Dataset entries
Segment Open
pub mod calendar;
pub mod common;
pub mod contact;
pub mod meeting;

pub use calendar::*;
pub use common::*;
pub use contact::*;
pub use meeting::*;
Segment Closed
• [TASK STATEMENT] All of the lines above must be returned exactly.

• [RESPONSE BELOW]
pub mod calendar;
pub mod common;
pub mod contact;
pub mod meeting;

pub use calendar::*;
pub use common::*;
pub use contact::*;
pub use meeting::*;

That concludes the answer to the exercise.